#### WHAT THE TASK ASKS:
Look over the data below and give the number of lines containing the word "counterpart", with no other words.

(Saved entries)

//! Property type lattice and the widening transition
//!
//! Field types move through an ordered lattice and only ever become more
//! general: `Untyped` < {`Boolean`, `Integer`, `Integer64`, `Real`} <
//! `String`, with a list counterpart for every scalar state and all list
//! states below `StringList`. [`widen`] is the single transition function;
//! it is monotonic and idempotent over any token sequence.

use serde::{Deserialize, Serialize};

use super::classify::{ValueKind, classify, fits_in_i32, parse_integer};

/// Position in the field type lattice
#[derive(Debug, Clone, Copy, PartialEq, Eq, Hash, Serialize, Deserialize)]
#[serde(rename_all = "camelCase")]
pub enum PropertyType {
    /// No non-empty value observed yet
    Untyped,
    /// Only "true"/"false" tokens observed
    Boolean,
    /// Integers within the 32-bit signed range
    Integer,
    /// Integers outside the 32-bit signed range
    Integer64,
    /// Floating-point values
    Real,
    /// Arbitrary text
    String,
    /// Multi-valued boolean
    BooleanList,
    /// Multi-valued 32-bit integer
    IntegerList,
    /// Multi-valued 64-bit integer
    Integer64List,
    /// Multi-valued floating-point
    RealList,
    /// Multi-valued text
    StringList,
}

impl PropertyType {
    /// Whether this is one of the list states
    pub fn is_list(self) -> bool {
        matches!(
            self,
            PropertyType::BooleanList
                | PropertyType::IntegerList
                | PropertyType::Integer64List
                | PropertyType::RealList
                | PropertyType::StringList
        )
    }

    /// The list counterpart of a scalar state.
    ///
    /// Identity on `Untyped` and on states that are already lists.
    pub fn to_list(self) -> PropertyType {
        match self {
            PropertyType::Boolean => PropertyType::BooleanList,
            PropertyType::Integer => PropertyType::IntegerList,
            PropertyType::Integer64 => PropertyType::Integer64List,
            PropertyType::Real => PropertyType::RealList,
            PropertyType::String => PropertyType::StringList,
            other => other,
        }
    }

    /// Rank in the "at-least-as-general-as" order.
    ///
    /// Every transition [`widen`] performs is non-decreasing under this
    /// rank; the tests lean on that to check monotonicity.
    pub fn generality(self) -> u8 {
        match self {
            PropertyType::Untyped => 0,
            PropertyType::Boolean | PropertyType::Integer => 1,
            PropertyType::Integer64 => 2,
            PropertyType::Real => 3,
            PropertyType::String => 4,
            PropertyType::BooleanList | PropertyType::IntegerList => 5,
            PropertyType::Integer64List => 6,
            PropertyType::RealList => 7,
            PropertyType::StringList => 8,
        }
    }
}

/// Widen a field's type for one raw sub-value.
///
/// `occurrence_index` is the sub-value's position within its property
/// occurrence; any index past the first promotes the current scalar state to
/// its list counterpart before the token is looked at (`Untyped` is not
/// promoted, and promotion to `StringList` clears the width). Empty tokens
/// are then ignored entirely. `width` is grown to the token length only when
/// the resulting state is `String` and `track_widths` is set.
pub fn widen(
    ty: &mut PropertyType,
    width: &mut usize,
    occurrence_index: usize,
    token: &str,
    track_widths: bool,
) {
    if occurrence_index > 0 {
        let promoted = ty.to_list();
        if promoted != *ty {
            if *ty == PropertyType::String {
                *width = 0;
            }
            *ty = promoted;
        }
    }

    // A zero-length token deduces nothing.
    if token.is_empty() {
        return;
    }

    let kind = classify(token);
    let mut is_real = false;

    if kind == ValueKind::String
        && *ty != PropertyType::String
        && *ty != PropertyType::StringList
    {
        let is_boolean_token = token == "true" || token == "false";
        if (*ty == PropertyType::Untyped || *ty == PropertyType::Boolean) && is_boolean_token {
            *ty = PropertyType::Boolean;
        } else if *ty == PropertyType::BooleanList {
            if !is_boolean_token {
                *ty = PropertyType::StringList;
            }
        } else if matches!(
            *ty,
            PropertyType::IntegerList | PropertyType::Integer64List | PropertyType::RealList
        ) {
            *ty = PropertyType::StringList;
        } else {
            *ty = PropertyType::String;
        }
    } else if kind != ValueKind::String {
        is_real = kind == ValueKind::Real;
    }

    if *ty == PropertyType::String {
        if track_widths && *width < token.len() {
            *width = token.len();
        }
    } else if matches!(
        *ty,
        PropertyType::Untyped | PropertyType::Integer | PropertyType::Integer64
    ) {
        if is_real {
            *ty = PropertyType::Real;
        } else if *ty != PropertyType::Integer64 {
            *ty = if fits_in_i32(parse_integer(token)) {
                PropertyType::Integer
            } else {
                PropertyType::Integer64
            };
        }
    } else if matches!(*ty, PropertyType::IntegerList | PropertyType::Integer64List) && is_real {
        *ty = PropertyType::RealList;
    } else if *ty == PropertyType::IntegerList
        && kind == ValueKind::Integer
        && !fits_in_i32(parse_integer(token))
    {
        *ty = PropertyType::Integer64List;
    }
}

#### ANSWER TO THE EXERCISE:
3